*TO DO:* Your response should consist of one number, the count of lines below that contain "Value".

------ DATA FOR THE TASK

//! Discord preprocessor: per-channel JSON exports with CDN-hosted
//! attachments fetched over HTTP, deduplicated by content hash after download.

use std::fs;
use std::path::Path;
use std::time::Duration;

use futures_util::StreamExt;
use log::{info, warn};
use reqwest::Client;
use serde::{Deserialize, Serialize};
use serde_json::Value;
use tokio::io::AsyncWriteExt;

use crate::banned_paths::BannedPathFilter;
use crate::config::RunConfig;
use crate::error::{AppError, AppResult};
use crate::failure_tracker::FailureTracker;
use crate::hasher::hash_file;
use crate::models::{ConversationRecord, ConversationType, HashRegistry, MatchContext, MessageRecord};
use crate::registry::Processor;

pub struct DiscordProcessor;

impl Processor for DiscordProcessor {
    fn name(&self) -> &'static str {
        "Discord"
    }

    fn priority(&self) -> i32 {
        20
    }

    fn detect(&self, input_dir: &Path) -> bool {
        input_dir.join("Messages").join("index.json").is_file()
    }

    fn process(&self, input_dir: &Path, output_dir: &Path, config: &RunConfig) -> AppResult<()> {
        let runtime = tokio::runtime::Builder::new_current_thread()
            .enable_all()
            .build()
            .map_err(|e| AppError::Generic(format!("failed to start async runtime: {e}")))?;
        runtime.block_on(run(input_dir, output_dir, config))
    }
}

#[derive(Debug, Deserialize)]
struct ChannelInfo {
    #[serde(rename = "type")]
    channel_type: String,
    #[serde(default)]
    name: Option<String>,
    #[serde(default)]
    guild: Option<GuildInfo>,
}

#[derive(Debug, Deserialize)]
struct GuildInfo {
    name: String,
}

#[derive(Debug, Deserialize)]
struct RawMessage {
    #[serde(rename = "ID")]
    id: String,
    #[serde(rename = "Timestamp")]
    timestamp: String,
    #[serde(rename = "Contents", default)]
    contents: Option<String>,
    #[serde(rename = "Attachments", default)]
    attachments: Vec<String>,
}

#[derive(Debug, Deserialize)]
struct MessagesFile {
    messages: Vec<RawMessage>,
}

fn sanitize_base(name: &str) -> String {
    let sanitized: String = name.chars().map(|c| if "<>:\"/\\|?*".contains(c) { '_' } else { c }).collect();
    sanitized.chars().take(150).collect()
}

fn conversation_title(info: &ChannelInfo) -> (ConversationType, String) {
    match info.channel_type.as_str() {
        "DM" => (ConversationType::Dm, info.name.clone().unwrap_or_else(|| "Direct Message".into())),
        "GROUP_DM" => (ConversationType::Group, info.name.clone().unwrap_or_else(|| "Group DM".into())),
        "GUILD_TEXT" | "PUBLIC_THREAD" | "PRIVATE_THREAD" => {
            let channel_name = info.name.clone().unwrap_or_else(|| "unknown-channel".into());
            let guild_name = info.guild.as_ref().map(|g| g.name.clone()).unwrap_or_else(|| "Unknown Server".into());
            (ConversationType::Server, format!("{channel_name} in {guild_name}"))
        }
        _ => (ConversationType::Other, "Unknown Channel".to_string()),
    }
}

fn filename_for(message_id: &str, url: &str, existing: &[String]) -> String {
    let without_query = url.split('?').next().unwrap_or(url);
    let basename = without_query.rsplit('/').next().unwrap_or(without_query);
    let (stem, ext) = match basename.rsplit_once('.') {
        Some((s, e)) => (s, format!(".{e}")),
        None => (basename, String::new()),
    };
    let sanitized_stem = sanitize_base(stem);

    let mut candidate = format!("{message_id}_{sanitized_stem}{ext}");
    let mut counter = 1;
    while existing.contains(&candidate) {
        candidate = format!("{message_id}_{sanitized_stem}_{counter}{ext}");
        counter += 1;
    }
    candidate
}

async fn download_with_retry(client: &Client, url: &str, dest: &Path) -> AppResult<bool> {
    let mut attempt = 0;
    loop {
        attempt += 1;
        let response = match client.get(url).send().await {
            Ok(r) => r,
            Err(e) if attempt < 3 => {
                warn!("Discord: attempt {attempt} failed for {url}: {e}, retrying");
                tokio::time::sleep(Duration::from_secs(2u64.pow(attempt))).await;
                continue;
            }
            Err(e) => return Err(AppError::Http(e)),
        };

        let status = response.status();
        if status.as_u16() == 404 || status.as_u16() == 403 {
            return Ok(false);
        }
        if !status.is_success() {
            if attempt < 3 {
                warn!("Discord: attempt {attempt} got status {status} for {url}, retrying");
                tokio::time::sleep(Duration::from_secs(2u64.pow(attempt))).await;
                continue;
            }
            return Ok(false);
        }

        let mut stream = response.bytes_stream();
        let mut file = tokio::fs::File::create(dest).await?;
        while let Some(chunk) = stream.next().await {
            let chunk = chunk.map_err(AppError::Http)?;
            file.write_all(&chunk).await?;
        }
        return Ok(true);
    }
}

#[derive(Debug, Serialize)]
struct DiscordManifest {
    export_path: String,
    conversations: Vec<ConversationRecord>,
}

async fn run(input_dir: &Path, output_dir: &Path, config: &RunConfig) -> AppResult<()> {
    let messages_root = input_dir.join("Messages");
    let index: std::collections::HashMap<String, String> =
        serde_json::from_str(&fs::read_to_string(messages_root.join("index.json"))?)?;

    let media_out = output_dir.join("media");
    fs::create_dir_all(&media_out)?;

    let banned = BannedPathFilter::new();
    let tracker = FailureTracker::new("Discord", input_dir.to_string_lossy());
    let hash_registry = HashRegistry::new();
    let client = Client::builder().timeout(Duration::from_secs(60)).build().map_err(AppError::Http)?;

    let mut conversations = Vec::new();
    let mut written_names: Vec<String> = Vec::new();

    for channel_id in index.keys() {
        let channel_dir = messages_root.join(format!("c{channel_id}"));
        if !channel_dir.is_dir() || banned.is_banned(&channel_dir) {
            continue;
        }

        let Ok(channel_text) = fs::read_to_string(channel_dir.join("channel.json")) else { continue };
        let Ok(channel_info) = serde_json::from_str::<ChannelInfo>(&channel_text) else { continue };
        let Ok(messages_text) = fs::read_to_string(channel_dir.join("messages.json")) else { continue };
        let Ok(messages_file) = serde_json::from_str::<MessagesFile>(&messages_text) else { continue };

        let (conversation_type, title) = conversation_title(&channel_info);
        let mut message_records = Vec::new();

        if config.skip_upload {
            for raw in &messages_file.messages {
                message_records.push(MessageRecord {
                    sender: raw.id.clone(),
                    created: chrono::DateTime::parse_from_rfc3339(&raw.timestamp)
                        .map(|dt| dt.with_timezone(&chrono::Utc))
                        .unwrap_or_default(),
                    content: raw.contents.clone(),
                    media_files: Vec::new(),
                    metadata: None,
                });
            }
        } else {
            for raw in &messages_file.messages {
                let created = chrono::DateTime::parse_from_rfc3339(&raw.timestamp)
                    .map(|dt| dt.with_timezone(&chrono::Utc))
                    .unwrap_or_default();
                let mut media_files = Vec::new();

                for url in &raw.attachments {
                    let provisional_name = filename_for(&raw.id, url, &written_names);
                    let temp_dest = media_out.join(&provisional_name);

                    let downloaded = match download_with_retry(&client, url, &temp_dest).await {
                        Ok(ok) => ok,
                        Err(e) => {
                            tracker.add_processing_failure(
                                temp_dest.clone(),
                                Value::Null,
                                "download failed",
                                e.to_string(),
                                serde_json::json!({"channel_id": channel_id, "message_id": raw.id}),
                            );
                            continue;
                        }
                    };
                    if !downloaded {
                        tracker.add_orphaned_media(
                            temp_dest.clone(),
                            "attachment URL expired (404/403)",
                            serde_json::json!({"channel_id": channel_id, "message_id": raw.id}),
                        );
                        continue;
                    }

                    written_names.push(provisional_name.clone());

                    let hash = match hash_file(&temp_dest) {
                        Ok(h) => h,
                        Err(e) => {
                            tracker.add_processing_failure(temp_dest.clone(), Value::Null, "hash failed", e.to_string(), serde_json::json!({}));
                            continue;
                        }
                    };

                    let context = MatchContext::Discord { channel_id: channel_id.clone(), message_id: raw.id.clone() };
                    let is_first = hash_registry.claim(&hash, &provisional_name, &temp_dest, context);
                    if !is_first {
                        // duplicate content: unlink the redundant download, reference the survivor.
                        let _ = fs::remove_file(&temp_dest);
                    }
                    let canonical = if is_first {
                        provisional_name.clone()
                    } else {
                        hash_registry.get(&hash).map(|r| r.first_filename).unwrap_or(provisional_name)
                    };
                    media_files.push(canonical);
                }

                message_records.push(MessageRecord {
                    sender: raw.id.clone(),
                    created,
                    content: raw.contents.clone(),
                    media_files,
                    metadata: None,
                });
            }
        }

        let mut conversation = ConversationRecord { id: channel_id.clone(), conversation_type, title, messages: message_records };
        conversation.sort_messages();
        conversations.push(conversation);
    }

    let manifest = DiscordManifest { export_path: input_dir.to_string_lossy().to_string(), conversations };
    fs::write(output_dir.join("metadata.json"), serde_json::to_string_pretty(&manifest)?)?;
    tracker.handle_failures(output_dir);

    info!("Discord: {} channel(s) processed", manifest.conversations.len());
    Ok(())
}

#[cfg(test)]
mod tests {
    use super::*;

    #[test]
    fn sanitizes_reserved_filename_characters() {
        assert_eq!(sanitize_base("weird<name>:file"), "weird_name__file");
    }

    #[test]
    fn truncates_base_at_150_chars() {
        let long = "a".repeat(200);
        assert_eq!(sanitize_base(&long).len(), 150);
    }

    #[test]
    fn filename_collisions_get_numeric_suffix() {
        let existing = vec!["123_photo.jpg".to_string()];
        let name = filename_for("123", "https://cdn.example.com/photo.jpg", &existing);
        assert_eq!(name, "123_photo_1.jpg");
    }

    #[test]
    fn channel_type_maps_to_server_conversation_with_guild_title() {
        let info = ChannelInfo {
            channel_type: "GUILD_TEXT".into(),
            name: Some("general".into()),
            guild: Some(GuildInfo { name: "My Server".into() }),
        };
        let (conv_type, title) = conversation_title(&info);
        assert_eq!(conv_type, ConversationType::Server);
        assert_eq!(title, "general in My Server");
    }
}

------------

*ANSWER FOR THE TASK:* 3